Poco después del cumpleaños de las gemelas, Padre se plegó a la campaña de Madre contra los vecinos árabes, pero no estoy seguro de que también los odiara. Cuando él odiaba de veras a las personas lo hacía con disimulo. No tenía carácter para arriesgar una pasión que los demás le podían devolver. Si odiaba a los gatos, era porque no esperaba de ellos ninguna respuesta.

Cierta noche de abril, cuando los vecinos estaban rezando sus plegarias islámicas, las gatas sucumbieron a un repentino acceso de celo y comenzaron a plañir. El lamento se volvió tan penetrante que no sabíamos si venía de fuera o de adentro de nuestras cabezas. Padre se paró en medio del patio y a través de la tapia gritó, a pleno pulmón: «¡Hagan callar a esos demonios, turcos de mierda!». Los maullidos se apagaron en el acto y las oraciones cesaron, pero Padre ya no pudo sosegarse. Preparó unas albóndigas de vidrio molido, las arrojó por encima de la tapia, y se dispuso a pasar la noche velando la agonía de los gatos. Fue un fracaso. Los animales no tocaron las albóndigas, y a la mañana siguiente los Alamino las recogieron con una palita y las tiraron por el inodoro.

Lo que Padre quería era duplicar la altura de la pared medianera, pero no podía violar los planos municipales, ni siquiera sobornando a los inspectores, porque arriesgaba su licencia como calculista de materiales. Tuvo que conformarse con sembrar de vidrios rotos la cresta de la tapia y rellenar las esquinas con alambre de púa. Aun esas defensas resultaron insuficientes. Los gatos se ingeniaban para saltar de un patio a otro en medio de la noche, y rondaban codiciosamente las jaulas donde Padre criaba unos zorzales muy raros, de pico azul y pecho moteado, que silbaban un solo trino largo al amanecer y luego callaban durante todo el día.

Cada vez que Madre se disgustaba, pasaba largas temporadas en silencio, sin conceder a Padre más que las escasas palabras de la convivencia. Si se reconciliaban era porque Padre admitía su culpa aunque no la tuviera, y prometía no ofender a Madre nunca más. Los enojos de Padre, en cambio, eran fugaces como el hervor de la leche. Después del cumpleaños de las gemelas estuvieron más de un mes sin hablarse. Hasta que un domingo amanecieron abrazados.
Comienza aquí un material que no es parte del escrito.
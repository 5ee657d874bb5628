//! Metric event schema emitted by the pool, manager and service.
//!
//! Components only ever emit; nothing in the coordination layer reads its
//! own events back. A sink implements [`MetricsCollector`].

use async_trait::async_trait;

/// Why a pooled entry was destroyed.
#[derive(Debug, Clone, Copy, PartialEq, Eq)]
pub enum DestroyReason {
    Idle,
    Drain,
    Error,
    Disconnected,
}

impl std::fmt::Display for DestroyReason {
    fn fmt(&self, f: &mut std::fmt::Formatter<'_>) -> std::fmt::Result {
        let s = match self {
            DestroyReason::Idle => "idle",
            DestroyReason::Drain => "drain",
            DestroyReason::Error => "error",
            DestroyReason::Disconnected => "disconnected",
        };
        write!(f, "{s}")
    }
}

/// A single lifecycle event. `timestamp` is milliseconds since the epoch.
#[derive(Debug, Clone)]
pub enum MetricEvent {
    PoolAcquire {
        timestamp: i64,
        duration_ms: u64,
        reused: bool,
        pool_size: usize,
        session_name: Option<String>,
    },
    PoolRelease {
        timestamp: i64,
        duration_ms: u64,
        pool_size: usize,
        session_name: Option<String>,
    },
    PoolFailure {
        timestamp: i64,
        error: String,
        session_name: Option<String>,
    },
    PoolExhausted {
        timestamp: i64,
        wait_ms: u64,
        pool_size: usize,
        max_size: usize,
        session_name: Option<String>,
    },
    PoolBrowserCreated {
        timestamp: i64,
        duration_ms: u64,
        pool_size: usize,
        session_name: Option<String>,
    },
    PoolBrowserDestroyed {
        timestamp: i64,
        reason: DestroyReason,
        pool_size: usize,
        session_name: Option<String>,
    },
}

/// A sink for lifecycle events. Implementations must not throw/panic from
/// `record` -- events are advisory and never block the coordination layer.
#[async_trait]
pub trait MetricsCollector: Send + Sync {
    async fn record(&self, event: MetricEvent);
}

/// A collector that drops every event. The default when no sink is wired.
#[derive(Debug, Default, Clone, Copy)]
pub struct NullMetricsCollector;

#[async_trait]
impl MetricsCollector for NullMetricsCollector {
    async fn record(&self, _event: MetricEvent) {}
}
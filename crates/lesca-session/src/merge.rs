//! Combining two session records, e.g. when a short-lived scrape session's
//! state should be folded back into a long-lived one.

use lesca_types::SessionRecord;

#[derive(Debug, Clone, Copy, PartialEq, Eq)]
pub enum MergeStrategy {
    /// `into`'s cookies and storage entries win on key collision.
    KeepExisting,
    /// `from`'s cookies and storage entries win on key collision.
    PreferFresh,
    /// Every cookie and storage entry from both is kept; `from` wins ties.
    MergeAll,
}

fn fold_in(merged: &mut SessionRecord, from: SessionRecord, keep_existing: bool) {
    if keep_existing {
        let existing: std::collections::HashSet<_> = merged.cookies.iter().map(|c| c.merge_key()).collect();
        for cookie in from.cookies {
            if !existing.contains(&cookie.merge_key()) {
                merged.cookies.push(cookie);
            }
        }
        for (k, v) in from.local_storage {
            merged.local_storage.entry(k).or_insert(v);
        }
        for (k, v) in from.session_storage {
            merged.session_storage.entry(k).or_insert(v);
        }
    } else {
        for cookie in from.cookies {
            let key = cookie.merge_key();
            merged.cookies.retain(|c| c.merge_key() != key);
            merged.cookies.push(cookie);
        }
        merged.local_storage.extend(from.local_storage);
        merged.session_storage.extend(from.session_storage);
    }
}

/// Merges `target`'s baseline with `sources`, per (cookie name, domain,
/// path) and per storage key.
///
/// `keep_existing` takes `target` as baseline and only adds keys absent
/// from it, folding `sources` in the order given. `prefer_fresh` sorts
/// `sources` oldest-first by `last_used_at` so the most recently used
/// source's keys are folded in last and win ties. `merge_all` folds
/// `sources` in the order given, last write wins -- callers that want a
/// specific precedence order should pass `sources` already ordered.
pub fn merge_records(target: SessionRecord, mut sources: Vec<SessionRecord>, strategy: MergeStrategy) -> SessionRecord {
    let mut merged = target;

    match strategy {
        MergeStrategy::KeepExisting => {
            for source in sources {
                fold_in(&mut merged, source, true);
            }
        }
        MergeStrategy::PreferFresh => {
            sources.sort_by_key(|r| r.metadata.last_used_at);
            for source in sources {
                fold_in(&mut merged, source, false);
            }
        }
        MergeStrategy::MergeAll => {
            for source in sources {
                fold_in(&mut merged, source, false);
            }
        }
    }

    merged.metadata.last_used_at = lesca_utils::now_unix_millis();
    merged
}

#[cfg(test)]
mod tests {
    use super::*;
    use lesca_types::Cookie;

    fn cookie(name: &str, value: &str) -> Cookie {
        Cookie {
            name: name.to_string(),
            value: value.to_string(),
            domain: "example.com".to_string(),
            path: "/".to_string(),
            expires: -1,
            http_only: false,
            secure: false,
            same_site: None,
        }
    }

    #[test]
    fn keep_existing_does_not_overwrite() {
        let mut target = SessionRecord::new("a", 0);
        target.cookies.push(cookie("session", "old"));
        let mut source = SessionRecord::new("b", 0);
        source.cookies.push(cookie("session", "new"));

        let merged = merge_records(target, vec![source], MergeStrategy::KeepExisting);
        assert_eq!(merged.cookies.len(), 1);
        assert_eq!(merged.cookies[0].value, "old");
    }

    #[test]
    fn prefer_fresh_overwrites() {
        let mut target = SessionRecord::new("a", 0);
        target.metadata.last_used_at = 0;
        target.cookies.push(cookie("session", "old"));
        let mut source = SessionRecord::new("b", 100);
        source.cookies.push(cookie("session", "new"));

        let merged = merge_records(target, vec![source], MergeStrategy::PreferFresh);
        assert_eq!(merged.cookies.len(), 1);
        assert_eq!(merged.cookies[0].value, "new");
    }

    #[test]
    fn prefer_fresh_picks_newest_among_several_sources() {
        let target = SessionRecord::new("a", 0);
        let mut stale = SessionRecord::new("b", 10);
        stale.cookies.push(cookie("session", "stale"));
        let mut fresh = SessionRecord::new("c", 200);
        fresh.cookies.push(cookie("session", "fresh"));

        let merged = merge_records(target, vec![stale, fresh], MergeStrategy::PreferFresh);
        assert_eq!(merged.cookies.len(), 1);
        assert_eq!(merged.cookies[0].value, "fresh");
    }

    #[test]
    fn merge_all_unions_distinct_keys() {
        let target = SessionRecord::new("a", 0);
        let mut s1 = SessionRecord::new("b", 0);
        s1.cookies.push(cookie("one", "1"));
        let mut s2 = SessionRecord::new("c", 0);
        s2.cookies.push(cookie("two", "2"));

        let merged = merge_records(target, vec![s1, s2], MergeStrategy::MergeAll);
        assert_eq!(merged.cookies.len(), 2);
    }
}
//! The top-level entry point: idempotent startup/shutdown, session
//! auto-restore, and persist-on-shutdown, wired on top of the pool,
//! manager, session store and metrics crates.

pub mod service;

pub use service::BrowserService;
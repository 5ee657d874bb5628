//! Narrow interfaces to collaborators the coordination layer does not
//! implement itself: the browser-automation driver and the pool/manager
//! acquire-release capability set.

pub mod driver;
pub mod pool;

pub use driver::{BrowserContext, BrowserHandle, Launcher};
pub use pool::PoolHandle;
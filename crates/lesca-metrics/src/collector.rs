//! A collector that retains every event it sees, for tests and diagnostics.

use std::sync::Mutex;

use lesca_types::{MetricEvent, MetricsCollector};

#[derive(Debug, Default)]
pub struct InMemoryCollector {
    events: Mutex<Vec<MetricEvent>>,
}

impl InMemoryCollector {
    pub fn new() -> Self {
        Self::default()
    }

    pub fn events(&self) -> Vec<MetricEvent> {
        self.events.lock().expect("collector mutex poisoned").clone()
    }
}

#[async_trait::async_trait]
impl MetricsCollector for InMemoryCollector {
    async fn record(&self, event: MetricEvent) {
        self.events.lock().expect("collector mutex poisoned").push(event);
    }
}
#[cfg(test)]
mod tests {
    use super::*;
    use std::sync::atomic::AtomicBool;
    use std::time::Duration as StdDuration;

    #[derive(Debug)]
    struct FakeHandle {
        connected: AtomicBool,
    }

    #[async_trait]
    impl BrowserHandle for FakeHandle {
        async fn is_connected(&self) -> bool {
            self.connected.load(Ordering::Relaxed)
        }
        async fn close(&self) -> Result<()> {
            self.connected.store(false, Ordering::Relaxed);
            Ok(())
        }
        async fn contexts(&self) -> Result<Vec<Arc<dyn lesca_types::BrowserContext>>> {
            Ok(vec![])
        }
    }

    fn test_launcher() -> Launcher {
        Arc::new(|| {
            Box::pin(async {
                Ok(Arc::new(FakeHandle { connected: AtomicBool::new(true) }) as Arc<dyn BrowserHandle>)
            })
        })
    }

    #[tokio::test]
    async fn acquire_creates_up_to_max_size() {
        let config = PoolConfig { min_size: 0, max_size: 2, ..Default::default() };
        let pool = BrowserPool::new(config, test_launcher()).unwrap();
        let a = pool.acquire().await.unwrap();
        let b = pool.acquire().await.unwrap();
        assert!(!Arc::ptr_eq(&a, &b));
        assert_eq!(pool.get_stats().await.total, 2);
    }

    #[tokio::test]
    async fn acquire_times_out_when_exhausted() {
        let config = PoolConfig {
            min_size: 0,
            max_size: 1,
            acquire_timeout: StdDuration::from_millis(50),
            ..Default::default()
        };
        let pool = BrowserPool::new(config, test_launcher()).unwrap();
        let _a = pool.acquire().await.unwrap();
        let err = pool.acquire().await.unwrap_err();
        assert!(matches!(err, LescaError::PoolExhausted { .. }));
    }

    #[tokio::test]
    async fn release_makes_instance_reusable() {
        let config = PoolConfig { min_size: 0, max_size: 1, ..Default::default() };
        let pool = BrowserPool::new(config, test_launcher()).unwrap();
        let a = pool.acquire().await.unwrap();
        pool.release(a.clone()).await;
        let b = pool.acquire().await.unwrap();
        assert!(Arc::ptr_eq(&a, &b));
    }

    #[tokio::test]
    async fn disconnected_idle_entry_is_evicted_on_reuse_scan() {
        let config = PoolConfig { min_size: 0, max_size: 1, ..Default::default() };
        let pool = BrowserPool::new(config, test_launcher()).unwrap();

        let b1 = pool.acquire().await.unwrap();
        pool.release(b1.clone()).await;
        b1.close().await.unwrap();

        let b2 = pool.acquire().await.unwrap();
        assert!(!Arc::ptr_eq(&b1, &b2));

        let stats = pool.get_stats().await;
        assert_eq!(stats.destroyed, 1);
        assert_eq!(stats.created, 2);
        assert_eq!(stats.total, 1);
    }

    #[tokio::test]
    async fn drain_closes_everything() {
        let config = PoolConfig { min_size: 0, max_size: 2, ..Default::default() };
        let pool = BrowserPool::new(config, test_launcher()).unwrap();
        let a = pool.acquire().await.unwrap();
        pool.release(a).await;
        pool.drain().await;
        assert_eq!(pool.get_stats().await.total, 0);
        assert!(matches!(
            pool.acquire().await.unwrap_err(),
            LescaError::PoolShuttingDown { .. }
        ));
    }
}
//! Maps session names to their own [`BrowserPool`], created lazily on first
//! acquisition and retried with linear backoff on contention.

use std::collections::HashMap;
use std::sync::Arc;

use async_trait::async_trait;
use tokio::sync::RwLock;
use tokio::time::sleep;
use tracing::warn;

use lesca_pool::{BrowserPool, PoolConfig, PoolStats};
use lesca_types::{
    BrowserHandle, Launcher, LescaError, MetricsCollector, NullMetricsCollector, PoolHandle,
    Result,
};

#[derive(Debug, Clone, Copy)]
pub struct SessionPoolManagerConfig {
    /// Whether a failed/timed-out attempt is retried at all.
    pub retry_on_failure: bool,
    /// Additional attempts made after the first, when `retry_on_failure`.
    pub max_retries: u32,
    /// Backoff for attempt `n` is `n * retry_base_ms` -- linear, not
    /// exponential: a session pool that's merely busy should free up in
    /// roughly bounded time, not be backed off into minutes.
    pub retry_base_ms: u64,
    /// Upper bound on a single acquire attempt, independent of the
    /// underlying pool's own `acquire_timeout`.
    pub acquire_timeout_ms: u64,
}

impl Default for SessionPoolManagerConfig {
    fn default() -> Self {
        Self { retry_on_failure: true, max_retries: 2, retry_base_ms: 1000, acquire_timeout_ms: 30_000 }
    }
}

impl SessionPoolManagerConfig {
    pub fn validate(&self) -> Result<()> {
        if self.acquire_timeout_ms < 1000 {
            return Err(LescaError::invalid_config("acquire_timeout_ms", "must be at least 1000"));
        }
        Ok(())
    }

    fn attempts(&self) -> u32 {
        if self.retry_on_failure { self.max_retries + 1 } else { 1 }
    }
}

pub struct SessionPoolManager {
    pools: RwLock<HashMap<String, Arc<BrowserPool>>>,
    pool_config: PoolConfig,
    launcher_factory: Arc<dyn Fn(&str) -> Launcher + Send + Sync>,
    metrics: Arc<dyn MetricsCollector>,
    config: SessionPoolManagerConfig,
}

impl SessionPoolManager {
    pub fn new(
        pool_config: PoolConfig,
        launcher_factory: Arc<dyn Fn(&str) -> Launcher + Send + Sync>,
        config: SessionPoolManagerConfig,
    ) -> Result<Self> {
        pool_config.validate()?;
        config.validate()?;
        Ok(Self {
            pools: RwLock::new(HashMap::new()),
            pool_config,
            launcher_factory,
            metrics: Arc::new(NullMetricsCollector),
            config,
        })
    }

    pub fn with_metrics(mut self, metrics: Arc<dyn MetricsCollector>) -> Self {
        self.metrics = metrics;
        self
    }

    async fn pool_for(&self, session_name: &str) -> Result<Arc<BrowserPool>> {
        if let Some(pool) = self.pools.read().await.get(session_name) {
            return Ok(pool.clone());
        }
        let mut pools = self.pools.write().await;
        if let Some(pool) = pools.get(session_name) {
            return Ok(pool.clone());
        }
        let launcher = (self.launcher_factory)(session_name);
        let pool = BrowserPool::with_metrics(
            self.pool_config.clone(),
            launcher,
            self.metrics.clone(),
            Some(session_name.to_string()),
        )?;
        pools.insert(session_name.to_string(), pool.clone());
        Ok(pool)
    }

    /// Acquires from `session_name`'s pool, retrying with linear backoff on
    /// exhaustion or a tripped circuit.
    pub async fn acquire(&self, session_name: &str) -> Result<Arc<dyn BrowserHandle>> {
        let pool = self.pool_for(session_name).await?;
        let attempts = self.config.attempts();
        let mut last_err = None;
        let timeout = std::time::Duration::from_millis(self.config.acquire_timeout_ms);

        for attempt in 1..=attempts {
            match tokio::time::timeout(timeout, pool.acquire()).await {
                Ok(Ok(handle)) => return Ok(handle),
                Ok(Err(e @ (LescaError::PoolExhausted { .. } | LescaError::CircuitOpen { .. }))) => {
                    warn!(session_name, attempt, error = %e, "acquire attempt failed, retrying");
                    last_err = Some(e.to_string());
                }
                Ok(Err(e)) => return Err(e),
                Err(_elapsed) => {
                    warn!(session_name, attempt, timeout_ms = self.config.acquire_timeout_ms, "acquire attempt timed out, retrying");
                    last_err = Some(format!("acquire timed out after {}ms", self.config.acquire_timeout_ms));
                }
            }
            if attempt < attempts {
                sleep(std::time::Duration::from_millis(attempt as u64 * self.config.retry_base_ms)).await;
            }
        }

        Err(LescaError::AcquireFailed {
            session_name: session_name.to_string(),
            message: last_err.unwrap_or_default(),
            context: Default::default(),
            cause: None,
        })
    }

    pub async fn release(&self, session_name: &str, handle: Arc<dyn BrowserHandle>) {
        if let Some(pool) = self.pools.read().await.get(session_name) {
            pool.release(handle).await;
        }
    }

    pub async fn stats_for(&self, session_name: &str) -> Option<PoolStats> {
        let pool = self.pools.read().await.get(session_name)?.clone();
        Some(pool.get_stats().await)
    }

    pub async fn drain_session(&self, session_name: &str) {
        if let Some(pool) = self.pools.write().await.remove(session_name) {
            pool.drain().await;
        }
    }

    pub async fn drain_all(&self) {
        let pools: Vec<_> = self.pools.write().await.drain().map(|(_, p)| p).collect();
        for pool in pools {
            pool.drain().await;
        }
    }

    /// A handle bound to one session, satisfying [`PoolHandle`] without
    /// every caller threading the session name through.
    pub fn handle_for(self: &Arc<Self>, session_name: impl Into<String>) -> SessionBoundHandle {
        SessionBoundHandle { manager: self.clone(), session_name: session_name.into() }
    }
}

pub struct SessionBoundHandle {
    manager: Arc<SessionPoolManager>,
    session_name: String,
}

#[async_trait]
impl PoolHandle for SessionBoundHandle {
    async fn acquire(&self) -> Result<Arc<dyn BrowserHandle>> {
        self.manager.acquire(&self.session_name).await
    }

    async fn release(&self, handle: Arc<dyn BrowserHandle>) {
        self.manager.release(&self.session_name, handle).await
    }
}

#[cfg(test)]
mod tests {
    use super::*;
    use std::sync::atomic::{AtomicBool, Ordering};

    #[derive(Debug)]
    struct FakeHandle {
        connected: AtomicBool,
    }

    #[async_trait]
    impl BrowserHandle for FakeHandle {
        async fn is_connected(&self) -> bool {
            self.connected.load(Ordering::Relaxed)
        }
        async fn close(&self) -> Result<()> {
            Ok(())
        }
        async fn contexts(&self) -> Result<Vec<Arc<dyn lesca_types::BrowserContext>>> {
            Ok(vec![])
        }
    }

    fn fake_launcher() -> Launcher {
        Arc::new(|| {
            Box::pin(async {
                Ok(Arc::new(FakeHandle { connected: AtomicBool::new(true) }) as Arc<dyn BrowserHandle>)
            })
        })
    }

    fn factory() -> Arc<dyn Fn(&str) -> Launcher + Send + Sync> {
        Arc::new(|_name: &str| fake_launcher())
    }

    #[tokio::test]
    async fn separate_sessions_get_separate_pools() {
        let manager = SessionPoolManager::new(
            PoolConfig { min_size: 0, max_size: 1, ..Default::default() },
            factory(),
            SessionPoolManagerConfig::default(),
        )
        .unwrap();

        let a = manager.acquire("alice").await.unwrap();
        let b = manager.acquire("bob").await.unwrap();
        assert!(!Arc::ptr_eq(&a, &b));
        assert_eq!(manager.stats_for("alice").await.unwrap().total, 1);
        assert_eq!(manager.stats_for("bob").await.unwrap().total, 1);
    }

    #[tokio::test]
    async fn retries_then_fails_when_exhausted() {
        let manager = SessionPoolManager::new(
            PoolConfig {
                min_size: 0,
                max_size: 1,
                acquire_timeout: std::time::Duration::from_millis(10),
                ..Default::default()
            },
            factory(),
            SessionPoolManagerConfig {
                retry_on_failure: true,
                max_retries: 1,
                retry_base_ms: 5,
                acquire_timeout_ms: 1000,
            },
        )
        .unwrap();

        let _held = manager.acquire("alice").await.unwrap();
        let err = manager.acquire("alice").await.unwrap_err();
        assert!(matches!(err, LescaError::AcquireFailed { .. }));
    }

    #[tokio::test]
    async fn drain_session_removes_its_pool() {
        let manager = Arc::new(
            SessionPoolManager::new(
                PoolConfig { min_size: 0, max_size: 1, ..Default::default() },
                factory(),
                SessionPoolManagerConfig::default(),
            )
            .unwrap(),
        );
        let handle = manager.handle_for("alice");
        let h = handle.acquire().await.unwrap();
        handle.release(h).await;
        manager.drain_session("alice").await;
        assert!(manager.stats_for("alice").await.is_none());
    }
}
La familia estaba alegre y esa tarde salió a tomar el fresco en el patio. A lo lejos los relámpagos tejían un fantástico encaje, y se veían las cortinas de agua arrastrando su manto violeta sobre los campos. De la ciudad, sin embargo, no se retiraba el calor. Dos primas viejas de Madre que estaban de visita contaron la historia de unas verrugas que se habían curado como por arte de magia con cataplasmas de belladona. A Padre se le ocurrió que la receta podría servir también para disolver los lunares de las gemelas. Buscó a las niñas por toda la casa para contarles la idea pero no las pudo encontrar. Las buscó en las ramas de los naranjos donde solían esconderse, entre los fogones de la cocina y debajo de las camas. Empezaba a revisar los armarios cuando le saltó a la nariz el olor penetrante de los gatos. Brotaba de los vestidos que solían ponerse las gemelas cuando visitaban a los Alamino. Pero como Padre no lo sabía, imaginó lo peor: que los gatos estaban invadiéndole la casa y que tarde o temprano lo obligarían a marcharse.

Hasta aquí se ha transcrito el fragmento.